Giotto e la sua eredità
Il Sole 24 Ore Libri
Milano, 2007; br., pp. 385, ill. col., tavv. col., cm 23x28,5.
(I grandi maestri dell'arte. L'artista e il suo tempo. 3).
collana: I grandi maestri dell'arte. L'artista e il suo tempo
Soggetto: Pittura e Disegno - Monografie
Periodo: 1400-1800 (XV-XVIII) Rinascimento
Testo in:
Peso: 2.05 kg
Già i suoi contemporanei si accorsero della novità dirompente costituita, a cavallo tra Duecento e Trecento, dalla pittura di Giotto.
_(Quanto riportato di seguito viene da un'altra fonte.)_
//! Framing: `TAG|sender|payload`. Only the first two delimiters split the datagram, so
//! binary payloads (audio, file and frame chunks) are never mis-split.

use std::str::FromStr;

use crate::config::DEFAULT_FILE_LIMIT_MB;
use crate::identity::ParticipantId;
use crate::protocol::{Message, RosterEntry, DELIMITER, EOF_SENTINEL, HOST_SENDER};

/// Datagram split into type tag, sender field and the untouched payload.
#[derive(Debug, Clone, PartialEq, Eq)]
pub struct RawFrame<'a> {
    pub kind: String,
    pub sender: String,
    pub payload: &'a [u8],
}

/// Split a datagram on at most the first two delimiters. Fewer than two fields is an error.
pub fn split_frame(bytes: &[u8]) -> Result<RawFrame<'_>, FrameDecodeError> {
    let mut parts = bytes.splitn(3, |b| *b == DELIMITER);
    let kind = parts.next().ok_or(FrameDecodeError::TooFewFields)?;
    let sender = parts.next().ok_or(FrameDecodeError::TooFewFields)?;
    let payload = parts.next().unwrap_or(&[]);
    Ok(RawFrame {
        kind: text(kind),
        sender: text(sender),
        payload,
    })
}

/// Decode one datagram into a typed message.
pub fn decode_frame(bytes: &[u8]) -> Result<Message, FrameDecodeError> {
    let raw = split_frame(bytes)?;
    let sender = || ParticipantId::new(raw.sender.clone());
    let payload = raw.payload;

    let msg = match raw.kind.as_str() {
        "JOIN" => {
            let f = fields(payload, 4);
            Message::Join {
                sender: sender(),
                nickname: text(f[0]),
                password: opt_text(&f, 1),
                avatar: opt_text(&f, 2),
                bio: opt_text(&f, 3),
            }
        }
        "ACCEPT" => {
            let f = fields(payload, 3);
            if f.len() < 2 {
                return Err(FrameDecodeError::MissingField("room name"));
            }
            let file_limit_mb = match f.get(2) {
                Some(v) => number(v, "file limit")?,
                None => DEFAULT_FILE_LIMIT_MB,
            };
            Message::Accept {
                room_code: text(f[0]),
                room_name: text(f[1]),
                file_limit_mb,
            }
        }
        "REJECT" => Message::Reject {
            reason: text(payload),
        },
        "LEAVE" => Message::Leave { sender: sender() },
        "BEAT" => Message::Beat { sender: sender() },
        "STREAM_START" => Message::StreamStart { sender: sender() },
        "STREAM_STOP" => Message::StreamStop { sender: sender() },
        "REQ_SEC" => Message::RequestSecondary { sender: sender() },
        "SEC_ACCEPT" => Message::SecondaryAccept { sender: sender() },
        "T" | "HISTORY" => {
            let f = fields(payload, 2);
            if f.len() < 2 {
                return Err(FrameDecodeError::MissingField("message text"));
            }
            let (nickname, body) = (text(f[0]), text(f[1]));
            if raw.kind == "T" {
                Message::Text {
                    sender: sender(),
                    nickname,
                    text: body,
                }
            } else {
                Message::History {
                    author: sender(),
                    nickname,
                    text: body,
                }
            }
        }
        "FILE" => {
            let f = fields(payload, 3);
            if f.len() < 3 {
                return Err(FrameDecodeError::MissingField("file chunk"));
            }
            let (data, last) = match f[2].strip_suffix(EOF_SENTINEL) {
                Some(d) => (d.to_vec(), true),
                None => (f[2].to_vec(), false),
            };
            Message::File {
                sender: sender(),
                filename: text(f[0]),
                index: number(f[1], "chunk index")?,
                data,
                last,
            }
        }
        "A" => Message::Audio {
            sender: sender(),
            data: payload.to_vec(),
        },
        "V" => {
            let f = fields(payload, 4);
            if f.len() < 4 {
                return Err(FrameDecodeError::MissingField("frame chunk"));
            }
            Message::Video {
                sender: sender(),
                frame: number(f[0], "frame index")?,
                total: number(f[1], "total chunks")?,
                index: number(f[2], "chunk index")?,
                data: f[3].to_vec(),
            }
        }
        "PROFILE" => {
            let f = fields(payload, 3);
            if f.len() < 2 {
                return Err(FrameDecodeError::MissingField("avatar"));
            }
            Message::Profile {
                sender: sender(),
                nickname: text(f[0]),
                avatar: text(f[1]),
                bio: opt_text(&f, 2),
            }
        }
        "LIST" => Message::List {
            entries: decode_roster(&text(payload)),
        },
        "NEW_SEC_HOST" | "MIGRATE" => {
            let f = fields(payload, 2);
            let identity = text(f[0]);
            if identity.is_empty() {
                return Err(FrameDecodeError::MissingField("identity"));
            }
            let identity = ParticipantId::new(identity);
            let addr = f.get(1).and_then(|a| text(a).parse().ok());
            if raw.kind == "MIGRATE" {
                Message::Migrate { identity, addr }
            } else {
                Message::NewSecondary { identity, addr }
            }
        }
        "LIMIT" => Message::Limit {
            file_limit_mb: number(payload, "file limit")?,
        },
        other => return Err(FrameDecodeError::UnknownKind(other.to_owned())),
    };
    Ok(msg)
}

/// Encode a message into one datagram.
pub fn encode_frame(msg: &Message) -> Vec<u8> {
    let kind = msg.kind();
    match msg {
        Message::Join {
            sender,
            nickname,
            password,
            avatar,
            bio,
        } => {
            let mut out = head(kind, sender.as_str());
            push(&mut out, nickname.as_bytes());
            push(&mut out, password.as_bytes());
            push(&mut out, avatar.as_bytes());
            push(&mut out, bio.as_bytes());
            out
        }
        Message::Accept {
            room_code,
            room_name,
            file_limit_mb,
        } => {
            let mut out = head(kind, HOST_SENDER);
            push(&mut out, room_code.as_bytes());
            push(&mut out, room_name.as_bytes());
            push(&mut out, file_limit_mb.to_string().as_bytes());
            out
        }
        Message::Reject { reason } => {
            let mut out = head(kind, HOST_SENDER);
            push(&mut out, reason.as_bytes());
            out
        }
        Message::Leave { sender }
        | Message::Beat { sender }
        | Message::StreamStart { sender }
        | Message::StreamStop { sender }
        | Message::RequestSecondary { sender }
        | Message::SecondaryAccept { sender } => head(kind, sender.as_str()),
        Message::Text {
            sender: who,
            nickname,
            text,
        }
        | Message::History {
            author: who,
            nickname,
            text,
        } => {
            let mut out = head(kind, who.as_str());
            push(&mut out, nickname.as_bytes());
            push(&mut out, text.as_bytes());
            out
        }
        Message::File {
            sender,
            filename,
            index,
            data,
            last,
        } => {
            let mut out = head(kind, sender.as_str());
            push(&mut out, filename.as_bytes());
            push(&mut out, index.to_string().as_bytes());
            push(&mut out, data);
            if *last {
                out.extend_from_slice(EOF_SENTINEL);
            }
            out
        }
        Message::Audio { sender, data } => {
            let mut out = head(kind, sender.as_str());
            push(&mut out, data);
            out
        }
        Message::Video {
            sender,
            frame,
            total,
            index,
            data,
        } => {
            let mut out = head(kind, sender.as_str());
            push(&mut out, frame.to_string().as_bytes());
            push(&mut out, total.to_string().as_bytes());
            push(&mut out, index.to_string().as_bytes());
            push(&mut out, data);
            out
        }
        Message::Profile {
            sender,
            nickname,
            avatar,
            bio,
        } => {
            let mut out = head(kind, sender.as_str());
            push(&mut out, nickname.as_bytes());
            push(&mut out, avatar.as_bytes());
            push(&mut out, bio.as_bytes());
            out
        }
        Message::List { entries } => {
            let mut out = head(kind, HOST_SENDER);
            push(&mut out, encode_roster(entries).as_bytes());
            out
        }
        Message::NewSecondary { identity, addr } | Message::Migrate { identity, addr } => {
            let mut out = head(kind, HOST_SENDER);
            push(&mut out, identity.as_str().as_bytes());
            if let Some(addr) = addr {
                push(&mut out, addr.to_string().as_bytes());
            }
            out
        }
        Message::Limit { file_limit_mb } => {
            let mut out = head(kind, HOST_SENDER);
            push(&mut out, file_limit_mb.to_string().as_bytes());
            out
        }
    }
}

/// Roster payload: `identity:nickname:isLive:avatar:bio` records joined by `,`.
/// Delimiters inside nickname and bio are replaced by spaces.
pub fn encode_roster(entries: &[RosterEntry]) -> String {
    entries
        .iter()
        .map(|e| {
            format!(
                "{}:{}:{}:{}:{}",
                e.identity,
                e.nickname.replace([':', ',', '|'], " "),
                if e.live { "1" } else { "0" },
                e.avatar,
                e.bio.replace(',', " "),
            )
        })
        .collect::<Vec<_>>()
        .join(",")
}

/// Parse a roster payload. Records with fewer than four fields are skipped.
pub fn decode_roster(payload: &str) -> Vec<RosterEntry> {
    payload
        .split(',')
        .filter(|r| !r.is_empty())
        .filter_map(|r| {
            let f: Vec<&str> = r.splitn(5, ':').collect();
            if f.len() < 4 {
                return None;
            }
            Some(RosterEntry {
                identity: ParticipantId::new(f[0]),
                nickname: f[1].to_owned(),
                live: f[2] == "1",
                avatar: f[3].to_owned(),
                bio: f.get(4).map(|b| (*b).to_owned()).unwrap_or_default(),
            })
        })
        .collect()
}

fn head(kind: &str, sender: &str) -> Vec<u8> {
    let mut out = Vec::with_capacity(kind.len() + sender.len() + 64);
    out.extend_from_slice(kind.as_bytes());
    push(&mut out, sender.as_bytes());
    out
}

fn push(out: &mut Vec<u8>, field: &[u8]) {
    out.push(DELIMITER);
    out.extend_from_slice(field);
}

fn fields(payload: &[u8], n: usize) -> Vec<&[u8]> {
    payload.splitn(n, |b| *b == DELIMITER).collect()
}

fn text(bytes: &[u8]) -> String {
    String::from_utf8_lossy(bytes).into_owned()
}

fn opt_text(f: &[&[u8]], i: usize) -> String {
    f.get(i).map(|b| text(b)).unwrap_or_default()
}

fn number<T: FromStr>(bytes: &[u8], field: &'static str) -> Result<T, FrameDecodeError> {
    text(bytes)
        .trim()
        .parse()
        .map_err(|_| FrameDecodeError::InvalidNumber(field))
}

/// Error decoding a datagram. The dispatcher drops the datagram; none of these are fatal.
#[derive(Debug, thiserror::Error, PartialEq, Eq)]
pub enum FrameDecodeError {
    #[error("fewer than two fields")]
    TooFewFields,
    #[error("unknown message type {0:?}")]
    UnknownKind(String),
    #[error("missing field: {0}")]
    MissingField(&'static str),
    #[error("invalid number in {0}")]
    InvalidNumber(&'static str),
}
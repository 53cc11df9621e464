//! Session core: HubCore receives datagrams and ticks from the embedding program and returns
//! actions. As host it admits peers, relays traffic and keeps the roster; as peer it follows
//! its host and fails over when the host goes silent.

use std::net::{Ipv4Addr, SocketAddr};
use std::time::Instant;

use tracing::{debug, info, warn};

use crate::chunk::{split_into_chunks, ChunkReceiveResult, FileAssembler, FrameAssembler};
use crate::config::{Config, FRAME_INDEX_MODULUS};
use crate::events::{ChatRecord, HistoryStore, MemoryHistory, NullEvents, SessionEvents};
use crate::heartbeat::{sweep_expired, HostWatch};
use crate::identity::{generate_room_code, ParticipantId};
use crate::protocol::{
    Message, RosterEntry, REJECT_BANNED, REJECT_BANNED_BY_HOST, REJECT_INVALID_PASSWORD,
};
use crate::registry::{AvatarCache, BanList, PeerRecord, PeerRegistry};
use crate::role::{FailoverDecision, RoleError, RoleMachine, RoomInfo, SecondaryHost, SessionRole};
use crate::wire::{decode_frame, encode_frame};

/// Display identity this instance presents to the room.
#[derive(Debug, Clone, PartialEq, Eq)]
pub struct Profile {
    pub identity: ParticipantId,
    pub nickname: String,
    pub bio: String,
    /// Base64 image payload, possibly empty.
    pub avatar: String,
}

/// Action for the embedding program to perform.
#[derive(Debug, Clone, PartialEq, Eq)]
pub enum OutboundAction {
    /// Send one datagram. Fire-and-forget; failures are the sender's to log.
    Send(SocketAddr, Vec<u8>),
    /// The session is over; stop the listener and heartbeat tasks.
    Closed,
}

#[derive(Debug, thiserror::Error, PartialEq, Eq)]
pub enum SessionError {
    #[error("no active session")]
    NotActive,
    #[error("session already active as {0}")]
    AlreadyActive(SessionRole),
    #[error("only the host can do that")]
    NotHost,
    #[error("only a joined peer can do that")]
    NotPeer,
    #[error("no secondary host designated")]
    NoSecondary,
    #[error("unknown participant {0}")]
    UnknownPeer(ParticipantId),
    #[error("file is {size} bytes, room limit is {limit} bytes")]
    FileTooLarge { size: u64, limit: u64 },
    #[error(transparent)]
    Role(#[from] RoleError),
}

struct JoinRequest {
    sender: ParticipantId,
    nickname: String,
    password: String,
    avatar: String,
    bio: String,
}

/// One session instance. Owns the registry, caches and reassembly buffers; the embedding
/// program owns the socket and the clock.
pub struct HubCore {
    config: Config,
    profile: Profile,
    roles: RoleMachine,
    local_port: u16,
    registry: PeerRegistry,
    bans: BanList,
    avatars: AvatarCache,
    /// Last roster seen (received as peer, broadcast as host).
    roster: Vec<RosterEntry>,
    files: FileAssembler,
    frames: FrameAssembler,
    watching: Option<ParticipantId>,
    host_watch: HostWatch,
    /// JOIN sent, no ACCEPT yet. JOIN is repeated on every tick until one arrives.
    awaiting_accept: bool,
    next_frame: u32,
    streaming: bool,
    events: Box<dyn SessionEvents + Send>,
    history: Box<dyn HistoryStore + Send>,
}
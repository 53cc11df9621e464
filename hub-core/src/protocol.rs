//! Hub wire protocol: message types and framing constants.

use std::net::SocketAddr;

use crate::identity::ParticipantId;

/// Field delimiter between type tag, sender and payload sub-fields.
pub const DELIMITER: u8 = b'|';

/// Suffix on the final chunk of a file transfer.
pub const EOF_SENTINEL: &[u8] = b"<-EOF->";

/// Sender field used by host-originated control packets.
pub const HOST_SENDER: &str = "Host";

/// Largest chunk payload carried in a single datagram.
pub const MAX_CHUNK_SIZE: usize = 60_000;

/// Reason sent when a JOIN carries the wrong password.
pub const REJECT_INVALID_PASSWORD: &str = "Invalid Password.";

/// Reason sent when a banned identity tries to JOIN.
pub const REJECT_BANNED: &str = "You are BANNED from this room.";

/// Reason sent to a participant when the host bans them.
pub const REJECT_BANNED_BY_HOST: &str = "You have been BANNED by the Admin.";

/// One record of a LIST broadcast.
#[derive(Debug, Clone, PartialEq, Eq)]
pub struct RosterEntry {
    pub identity: ParticipantId,
    pub nickname: String,
    pub live: bool,
    pub avatar: String,
    pub bio: String,
}

/// All wire message types. One variant per type tag; see `wire` for the byte layout.
#[derive(Debug, Clone, PartialEq, Eq)]
pub enum Message {
    /// Peer asks the host to be admitted.
    Join {
        sender: ParticipantId,
        nickname: String,
        password: String,
        avatar: String,
        bio: String,
    },
    /// Host admits a peer.
    Accept {
        room_code: String,
        room_name: String,
        file_limit_mb: u64,
    },
    /// Host refuses a peer (bad password, ban).
    Reject { reason: String },
    /// Graceful leave. From the host it means the room is closed.
    Leave { sender: ParticipantId },
    /// Peer liveness heartbeat.
    Beat { sender: ParticipantId },
    Text {
        sender: ParticipantId,
        nickname: String,
        text: String,
    },
    /// Replay of one logged chat record to a newly accepted peer.
    History {
        author: ParticipantId,
        nickname: String,
        text: String,
    },
    /// One segment of a file. `last` is carried on the wire as the EOF sentinel.
    File {
        sender: ParticipantId,
        filename: String,
        index: u32,
        data: Vec<u8>,
        last: bool,
    },
    Audio {
        sender: ParticipantId,
        data: Vec<u8>,
    },
    /// One chunk of a JPEG video frame.
    Video {
        sender: ParticipantId,
        frame: u32,
        total: u32,
        index: u32,
        data: Vec<u8>,
    },
    Profile {
        sender: ParticipantId,
        nickname: String,
        avatar: String,
        bio: String,
    },
    /// Host roster snapshot.
    List { entries: Vec<RosterEntry> },
    /// Host asks a peer to act as secondary host.
    RequestSecondary { sender: ParticipantId },
    /// Peer agrees to act as secondary host.
    SecondaryAccept { sender: ParticipantId },
    /// Host announces the secondary-host designation.
    NewSecondary {
        identity: ParticipantId,
        addr: Option<SocketAddr>,
    },
    /// Host hands the room over to the secondary host.
    Migrate {
        identity: ParticipantId,
        addr: Option<SocketAddr>,
    },
    StreamStart { sender: ParticipantId },
    StreamStop { sender: ParticipantId },
    /// New file-size limit (MB).
    Limit { file_limit_mb: u64 },
}

impl Message {
    /// Type tag on the wire.
    pub fn kind(&self) -> &'static str {
        match self {
            Message::Join { .. } => "JOIN",
            Message::Accept { .. } => "ACCEPT",
            Message::Reject { .. } => "REJECT",
            Message::Leave { .. } => "LEAVE",
            Message::Beat { .. } => "BEAT",
            Message::Text { .. } => "T",
            Message::History { .. } => "HISTORY",
            Message::File { .. } => "FILE",
            Message::Audio { .. } => "A",
            Message::Video { .. } => "V",
            Message::Profile { .. } => "PROFILE",
            Message::List { .. } => "LIST",
            Message::RequestSecondary { .. } => "REQ_SEC",
            Message::SecondaryAccept { .. } => "SEC_ACCEPT",
            Message::NewSecondary { .. } => "NEW_SEC_HOST",
            Message::Migrate { .. } => "MIGRATE",
            Message::StreamStart { .. } => "STREAM_START",
            Message::StreamStop { .. } => "STREAM_STOP",
            Message::Limit { .. } => "LIMIT",
        }
    }

    /// Participant in the sender field, or `None` for `Host`-sent control packets.
    pub fn sender(&self) -> Option<&ParticipantId> {
        match self {
            Message::Join { sender, .. }
            | Message::Leave { sender }
            | Message::Beat { sender }
            | Message::Text { sender, .. }
            | Message::File { sender, .. }
            | Message::Audio { sender, .. }
            | Message::Video { sender, .. }
            | Message::Profile { sender, .. }
            | Message::RequestSecondary { sender }
            | Message::SecondaryAccept { sender }
            | Message::StreamStart { sender }
            | Message::StreamStop { sender } => Some(sender),
            Message::History { author, .. } => Some(author),
            Message::Accept { .. }
            | Message::Reject { .. }
            | Message::List { .. }
            | Message::NewSecondary { .. }
            | Message::Migrate { .. }
            | Message::Limit { .. } => None,
        }
    }

    /// Whether the host forwards this message verbatim to every other peer.
    pub fn is_relayed(&self) -> bool {
        matches!(
            self,
            Message::Text { .. }
                | Message::File { .. }
                | Message::Audio { .. }
                | Message::Video { .. }
                | Message::Profile { .. }
        )
    }
}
Alle figure da lui dipinte si potrebbero riferire i versi con cui Dante descrive, nel XII canto del Purgatorio, gli esempi del peccato di superbia raffigurati sul pavimento: "Morti li morti e i vivi parean vivi: / non vide mei di me chi vide il vero / quant'io calcai, fin che chinato givi". E molti ricorderanno che, nel canto precedente, il poeta sanziona che Giotto ha raggiunto "il grido", relegando nell'oblio quel Cimabue che fu quasi certamente il suo maestro. La riconquista della realtà in poesia e in pittura, che vede in Dante e in Giotto due protagonisti più o meno coetanei e due percorsi paralleli, è uno dei fenomeni di maggiore spicco della storia italiana. Giotto, fiorentino d'origine, lavorò in parecchie città italiane, e dovunque si svilupparono tradizioni pittoriche che gli sono debitrici: da Roma ad Assisi, da Rimini a Padova, da Bologna a Napoli. A fare scuola fu soprattutto la sua capacità di restituire alla pittura la terza dimensione e la sua abilità nel costruire spazi coerenti. Anche gli artisti che mantennero un legame con la tradizione bizantina, come Paolo Veneziano o il senese Duccio di Buoninsegna, dovettero fare i conti con lui. Si è perciò voluto parlare di una 'eredità' di Giotto, senza limitarsi a cercarne i riflessi soltanto nei più stretti seguaci. Questa eredità si segue bene lungo tutto il secolo e trova esempi anche in epoca tardogotica, quando molti pittori d'Oltralpe attingono ancora, per alcune loro composizioni, a modelli italiani di ascendenza giottesca.